Il quinto indicatore, la Pressione Fiscale in percentuale del Prodotto Interno Lordo, assegna al miglior paese ben 30 punti. Si tratta dell’indicatore più importante, sia in termini di punteggio che sostanziale, perché misura le dimensioni della tassazione complessiva sulla ricchezza prodotta da un paese.
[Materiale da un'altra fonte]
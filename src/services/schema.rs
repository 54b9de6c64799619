//! Model and field management service.
//!
//! Models are record types defined at runtime; fields are their typed
//! attributes. Every change flows through to physical storage in the same
//! transaction: creating a model creates its record table, adding a field
//! adds a column, deleting a model drops everything it owns.
//!
//! # Features
//!
//! - **Model lifecycle**: create, update metadata, list, delete with cascade
//! - **Field lifecycle**: add, rename, retype, toggle flags, delete
//! - **Data safety**: changes that would lose or invalidate stored values
//!   are rejected rather than coerced
//!
//! # Permissions
//!
//! The engine leaves identity at the door. Pair these operations with
//! [`PermissionService`](super::PermissionService) checks in the API layer:
//!
//! | Operation | Required right |
//! |-----------|----------------|
//! | `create_model` | `can_create_models` account flag |
//! | `update_model`, `delete_model` | admin caller (no grant covers them) |
//! | `add_field`, `update_field` | `add_fields` |
//! | `delete_field` | `remove_fields` |
//! | `get_model`, `list_models`, `fields`, `get_field` | any authenticated caller |
//!
//! # Example
//!
//! ```rust,ignore
//! use std::sync::Arc;
//! use tabula::{FieldSpec, FieldType, SchemaService, SqliteStore, UserId};
//!
//! let store = Arc::new(SqliteStore::in_memory()?);
//! let service = SchemaService::new(store);
//!
//! let invoice = service.create_model("Invoice", "Billing documents", UserId::new())?;
//! service.add_field(
//!     invoice.id,
//!     &FieldSpec::new("number", FieldType::SingleLineText).required(),
//! )?;
//! ```

use std::sync::Arc;

use crate::models::{Field, FieldId, FieldSpec, FieldUpdate, Model, ModelId, ModelUpdate, UserId};
use crate::storage::SchemaBackend;
use crate::{Error, Result};

/// Service for model and field management.
///
/// Uses a [`SchemaBackend`] for the catalog and the record tables that
/// shadow it.
pub struct SchemaService {
    backend: Arc<dyn SchemaBackend>,
}

impl SchemaService {
    /// Creates a new schema service with the given backend.
    #[must_use]
    pub fn new(backend: Arc<dyn SchemaBackend>) -> Self {
        Self { backend }
    }

    // =========================================================================
    // Model Operations
    // =========================================================================

    /// Creates a model and its empty record table.
    ///
    /// # Arguments
    ///
    /// * `name` - Model name; blank names are rejected, duplicates are allowed
    /// * `description` - Free-form description
    /// * `owner` - User recorded as the model's creator
    ///
    /// # Errors
    ///
    /// Returns an error if:
    /// - The name is empty or entirely whitespace
    /// - Storage cannot be accessed
    pub fn create_model(&self, name: &str, description: &str, owner: UserId) -> Result<Model> {
        validate_name(name, "model name")?;

        let model = self.backend.create_model(name, description, owner)?;

        tracing::info!(
            model_id = %model.id,
            model_name = %name,
            owner = %owner,
            "Model created"
        );

        Ok(model)
    }

    /// Gets a model by id.
    ///
    /// # Errors
    ///
    /// Returns `ModelNotFound` if no model has the id.
    pub fn get_model(&self, model_id: ModelId) -> Result<Model> {
        self.backend.get_model(model_id)
    }

    /// Lists all models in creation order.
    ///
    /// # Errors
    ///
    /// Returns an error if storage cannot be accessed.
    pub fn list_models(&self) -> Result<Vec<Model>> {
        self.backend.list_models()
    }

    /// Updates a model's name and description. Record data is untouched.
    ///
    /// # Errors
    ///
    /// Returns an error if:
    /// - The new name is empty or entirely whitespace
    /// - The model does not exist
    /// - Storage cannot be accessed
    pub fn update_model(&self, model_id: ModelId, update: &ModelUpdate) -> Result<Model> {
        if let Some(name) = &update.name {
            validate_name(name, "model name")?;
        }

        let model = self.backend.update_model(model_id, update)?;

        tracing::info!(model_id = %model_id, "Model updated");

        Ok(model)
    }

    /// Deletes a model with everything it owns: fields, records, links
    /// touching the model (including their record links), and permission
    /// grants.
    ///
    /// # Errors
    ///
    /// Returns an error if the model does not exist or storage cannot be
    /// accessed.
    pub fn delete_model(&self, model_id: ModelId) -> Result<()> {
        self.backend.delete_model(model_id)?;

        tracing::info!(model_id = %model_id, "Model deleted");

        Ok(())
    }

    // =========================================================================
    // Field Operations
    // =========================================================================

    /// Lists a model's fields in creation order.
    ///
    /// # Errors
    ///
    /// Returns `ModelNotFound` if no model has the id.
    pub fn fields(&self, model_id: ModelId) -> Result<Vec<Field>> {
        self.backend.fields(model_id)
    }

    /// Gets a field by id.
    ///
    /// # Errors
    ///
    /// Returns `FieldNotFound` if no field has the id.
    pub fn get_field(&self, field_id: FieldId) -> Result<Field> {
        self.backend.get_field(field_id)
    }

    /// Adds a field to a model. Existing records get a null value for it.
    ///
    /// # Arguments
    ///
    /// * `model_id` - Model receiving the field
    /// * `spec` - Name, type, and flags of the new field
    ///
    /// # Errors
    ///
    /// Returns an error if:
    /// - The name is blank or collides with a sibling field
    /// - The field is required while the model already has records
    /// - The model does not exist
    /// - Storage cannot be accessed
    pub fn add_field(&self, model_id: ModelId, spec: &FieldSpec) -> Result<Field> {
        validate_name(&spec.name, "field name")?;

        let field = self.backend.add_field(model_id, spec)?;

        tracing::info!(
            model_id = %model_id,
            field_id = %field.id,
            field_name = %field.name,
            field_type = %field.field_type,
            "Field added"
        );

        Ok(field)
    }

    /// Updates a field's metadata, type, or flags.
    ///
    /// Renames never touch stored values. Type changes are applied only when
    /// every stored value survives the conversion; making a field required
    /// is applied only when no record lacks a value.
    ///
    /// # Errors
    ///
    /// Returns an error if:
    /// - The new name is blank or collides with a sibling field
    /// - The type change is lossy for the field or any stored value
    /// - Records lack values for a field becoming required
    /// - The field does not exist
    /// - Storage cannot be accessed
    pub fn update_field(&self, field_id: FieldId, update: &FieldUpdate) -> Result<Field> {
        if let Some(name) = &update.name {
            validate_name(name, "field name")?;
        }

        let field = self.backend.update_field(field_id, update)?;

        tracing::info!(field_id = %field_id, "Field updated");

        Ok(field)
    }

    /// Removes a field, discarding every stored value for it.
    ///
    /// # Errors
    ///
    /// Returns an error if the field does not exist or storage cannot be
    /// accessed.
    pub fn delete_field(&self, field_id: FieldId) -> Result<()> {
        self.backend.delete_field(field_id)?;

        tracing::info!(field_id = %field_id, "Field removed");

        Ok(())
    }
}

/// Rejects empty and all-whitespace names.
fn validate_name(name: &str, what: &str) -> Result<()> {
    if name.trim().is_empty() {
        return Err(Error::InvalidName {
            name: name.to_string(),
            reason: format!("{what} cannot be empty"),
        });
    }
    Ok(())
}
Il sesto indicatore è sempre riferito alla Pressione Fiscale in percentuale al Pil, vista qui in termini dinamici e non statici, e misura quanto il prelievo complessivo è cresciuto dal 2000 ad oggi. E’ un indicatore particolarmente rilevante perché traccia gli sforzi che un paese sta compiendo (o non sta compiendo) per ridurre il peso dell’oppressione tributaria sui propri cittadini. Per capire l’importanza di questo tipo di indicatore basti riflettere sul fatto che un paese come la Svezia, considerato da tutti come la patria di tasse elevate in cambio di migliori servizi, dal 2000 ad oggi ha tagliato la sua pressione fiscale di quasi 6 punti percentuali di Pil. Al miglior paese in questo indicatore vengono attribuiti 10 punti.

Settimo e ultimo indicatore è quello relativo alla pressione fiscale sulle famiglie, intesa come la percentuale di tasse sul reddito familiare lordo che paga un nucleo tipo (due genitori che lavorano con due figli a carico). Al paese più “family friendly” sono attribuiti 10 punti.

Per realizzare questo indice sono stati utilizzati i database Eurostat e Doing Business (Banca Mondiale).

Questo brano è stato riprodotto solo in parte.